Es sieht so aus, als wären heute ebenfalls dringend Vetospieler nötig, welche Recht und Volkswohl gegenüber Regierung und Parlament zumindest wieder ins Gespräch bringen, als Korrektiv gegen vermeintlich «alternativlose» politische Entscheidungen auftreten und damit eine unentbehrliche demokratiepolitische Funktion erfüllen. Ob das die als «rechtspopulistisch» verschrienen Parteien in Europa leisten können, bleibt abzuwarten. Sie sind in der Lage, der politischen Klasse ein «Agenda setting» aufzuerlegen und Themen auf die Tagesordnung zu setzen, die der öffentlichen und parlamentarischen Debatte zuvor entzogen waren und im Sinne scheinbarer Selbstverständlichkeiten nur mehr in einer bestimmten Richtung exekutiert wurden. Ein solches Ventil kann eine stimulierende Wirkung in einer Demokratie ausüben und Meinungen großer Bevölkerungsteile artikulieren, die sonst ungehört bleiben. Anstatt sich diesen neuen Kräften auf der politischen Bühne zu stellen und sie als gleichberechtigte Mitbewerber im demokratischen Willensbildungsprozess anzuerkennen, werden sie von den etablierten Parteien und Medien mit dem Stigma des «Populismus» versehen und ausgegrenzt. Schützenhilfe gibt es zumeist von vermeintlich unabhängigen «Experten», welche die Diskursblockade mit pseudowissenschaftlichem Anspruch sanktionieren. Schnell ist man sich unter diesen Leuten einig, dass der Populismus kein bestimmter Inhalt sei, sondern eine Methode, ein bestimmter Stil politischer Kommunikation. Was soll ihn charakteristischerweise ausmachen? Diese Frage stellt sich um so dringender, als ja meistens von «Rechtspopulismus» die Rede ist, also der Populismus am Ende doch wieder auf Inhalte, nämlich «rechte», festgelegt erscheint. Warum sollte sich nicht auch die Linke oder die Mitte der populistischen Methode bedienen, insofern sie sich als effizient erweist?

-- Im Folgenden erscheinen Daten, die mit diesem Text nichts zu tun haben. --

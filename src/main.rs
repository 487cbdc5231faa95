use anyhow::{Context, Result};
use clap::{Parser, Subcommand};
use std::path::PathBuf;
use tracing_subscriber::layer::SubscriberExt;
use tracing_subscriber::util::SubscriberInitExt;

mod cmd;

#[derive(Parser)]
#[command(name = "prereview")]
#[command(version, about = "Resumable pre-PR review pipeline")]
pub struct Cli {
    #[arg(short, long, global = true)]
    pub verbose: bool,

    #[arg(long, global = true)]
    pub project_dir: Option<PathBuf>,

    /// Base reference to diff against. Overrides repository.base_candidates in review.toml
    #[arg(long, global = true)]
    pub base: Option<String>,

    /// Changed-file count above which a change set is high risk. Overrides review.toml
    #[arg(long, global = true)]
    pub threshold: Option<usize>,

    #[command(subcommand)]
    pub command: Commands,
}

#[derive(Subcommand)]
pub enum Commands {
    /// Drive the review pipeline, waiting for each response in turn
    Run {
        /// Exit after the next request is written instead of waiting
        #[arg(long)]
        no_wait: bool,

        /// Response for the stage currently awaiting one
        #[arg(long)]
        response_file: Option<PathBuf>,
    },
    /// Show the change set and per-stage progress
    Status,
    /// Materialize a single stage's request without advancing the rest
    Stage {
        /// Stage id, e.g. coverage_analysis
        id: String,

        /// Discard the stage and its dependents, then request it again
        #[arg(long)]
        force: bool,
    },
    /// Supply the response for the stage awaiting one
    Respond {
        /// Stage id
        id: String,

        /// File containing the response (stdin if not provided)
        #[arg(short, long)]
        file: Option<PathBuf>,
    },
    /// Print a stored request or response
    View {
        /// Stage id
        id: String,

        /// Show the response instead of the request
        #[arg(long)]
        response: bool,
    },
    /// Delete the session for the current branch
    Clean {
        #[arg(long)]
        force: bool,
    },
    /// View or validate configuration
    Config {
        #[command(subcommand)]
        command: Option<ConfigCommands>,
    },
}

#[derive(Subcommand, Clone)]
pub enum ConfigCommands {
    /// Show the effective configuration
    Show,
    /// Validate review.toml and show any warnings
    Validate,
    /// Write a default review.toml
    Init,
}

/// Logs go to stderr; stdout is for command output.
fn init_logging(verbose: bool) {
    let default_level = if verbose { "prereview=debug" } else { "warn" };
    tracing_subscriber::registry()
        .with(
            tracing_subscriber::EnvFilter::try_from_default_env()
                .unwrap_or_else(|_| default_level.into()),
        )
        .with(tracing_subscriber::fmt::layer().with_writer(std::io::stderr))
        .init();
}

fn main() -> Result<()> {
    let cli = Cli::parse();
    init_logging(cli.verbose);

    let project_dir = match cli.project_dir.clone() {
        Some(dir) => dir,
        None => std::env::current_dir().context("Failed to get current directory")?,
    };

    match &cli.command {
        Commands::Run {
            no_wait,
            response_file,
        } => cmd::cmd_run(&cli, project_dir, *no_wait, response_file.as_deref())?,
        Commands::Status => cmd::cmd_status(&cli, project_dir)?,
        Commands::Stage { id, force } => cmd::cmd_stage(&cli, project_dir, id, *force)?,
        Commands::Respond { id, file } => {
            cmd::cmd_respond(&cli, project_dir, id, file.as_deref())?
        }
        Commands::View { id, response } => cmd::cmd_view(&cli, project_dir, id, *response)?,
        Commands::Clean { force } => cmd::cmd_clean(&cli, project_dir, *force)?,
        Commands::Config { command } => cmd::cmd_config(&cli, project_dir, command.clone())?,
    }

    Ok(())
}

Populismus – das sollen bestimmte rhetorische Strategien sein, deren sich bevorzugt rechte Parteien bedienen, um ihre finsteren Zielsetzungen unter das Volk zu bringen. Jene scheinen so hinterhältig, dass sie sich gleichsam am rationalen Bewusstsein vorbeischleichen, um unmittelbar unsere affektive Seite anzusprechen. Politische Themen würden emotionalisiert, um «niedere Ressentiments»  zu wecken. Solch irrationale Gefühlspolitik droht, jedes rationale Argument von Vornherein zu ersticken. Aber: Ist es in der modernen Massendemokratie nicht unumgänglich, alle Aspekte des Menschen einzubeziehen? Schließlich sind wir doch keine Rädchen in einem Maschinenstaat, der ausschließlich rationalen Funktionsgesetzen gehorcht und durch das Anziehen von ein paar Stellschrauben und eine akkurate Ölung immer besser in Schwung kommen soll. Die Bürger sollten sich in ihrem Staat auch gut fühlen dürfen. Außerdem gilt heute das ungeschriebene Gesetz: Was sich nicht anfühlt, gibt es nicht. Es reicht nicht, dass ein Argument richtig ist, es muss einen auch «packen» und mit den eigenen Intuitionen in Einklang gebracht werden. Die etablieren Parteien arbeiten übrigens nicht anders: Das Flüchtlingsthema wurde mit der Verordnung einer Willkommenskultur und einer medial erzeugten Multikulti-Stimmung in eine solche emotionale Soße getaucht, dass kritische Einwände untergingen und jeder noch nicht von diesem Rausch Erfasste sich in einer Außenseiterposition wiederfand. Warum sollten jetzt die Ressentiments der einen Seite irgendwie niedriger und verwerflicher sein als die der anderen Seite? De facto wurde auf eine Emotionalisierung mit einer Gegen-Emotionalisierung geantwortet – welche Motive jeweils dahinter stehen und welche lauterer als andere sind, hängt wiederum von inhaltlichen Bestimmungen ab, die mit «Populismus» erst einmal noch nichts zu tun haben. Und noch ein kurzes Wort zur vermeintlichen Irrationalität populistischer Positionen: Die Linke besitzt kein festgeschriebenes Monopol auf rationale Positionen. Rationalität ist ein formales Vermögen, das jeder einsetzen kann, insofern er logisch korrekt Gedanken aneinanderreiht und argumentiert. Dazu sind auch Personen in der Lage, die inhaltlich andere, nicht-linke Auffassungen verfechten und es gibt keinen Grund, ihnen in diesem Fall den Zugang zu den in der Demokratie vorgesehenen Debatten und Prozeduren zu verweigern. Dort findet der eigentliche Rationalitätstest statt.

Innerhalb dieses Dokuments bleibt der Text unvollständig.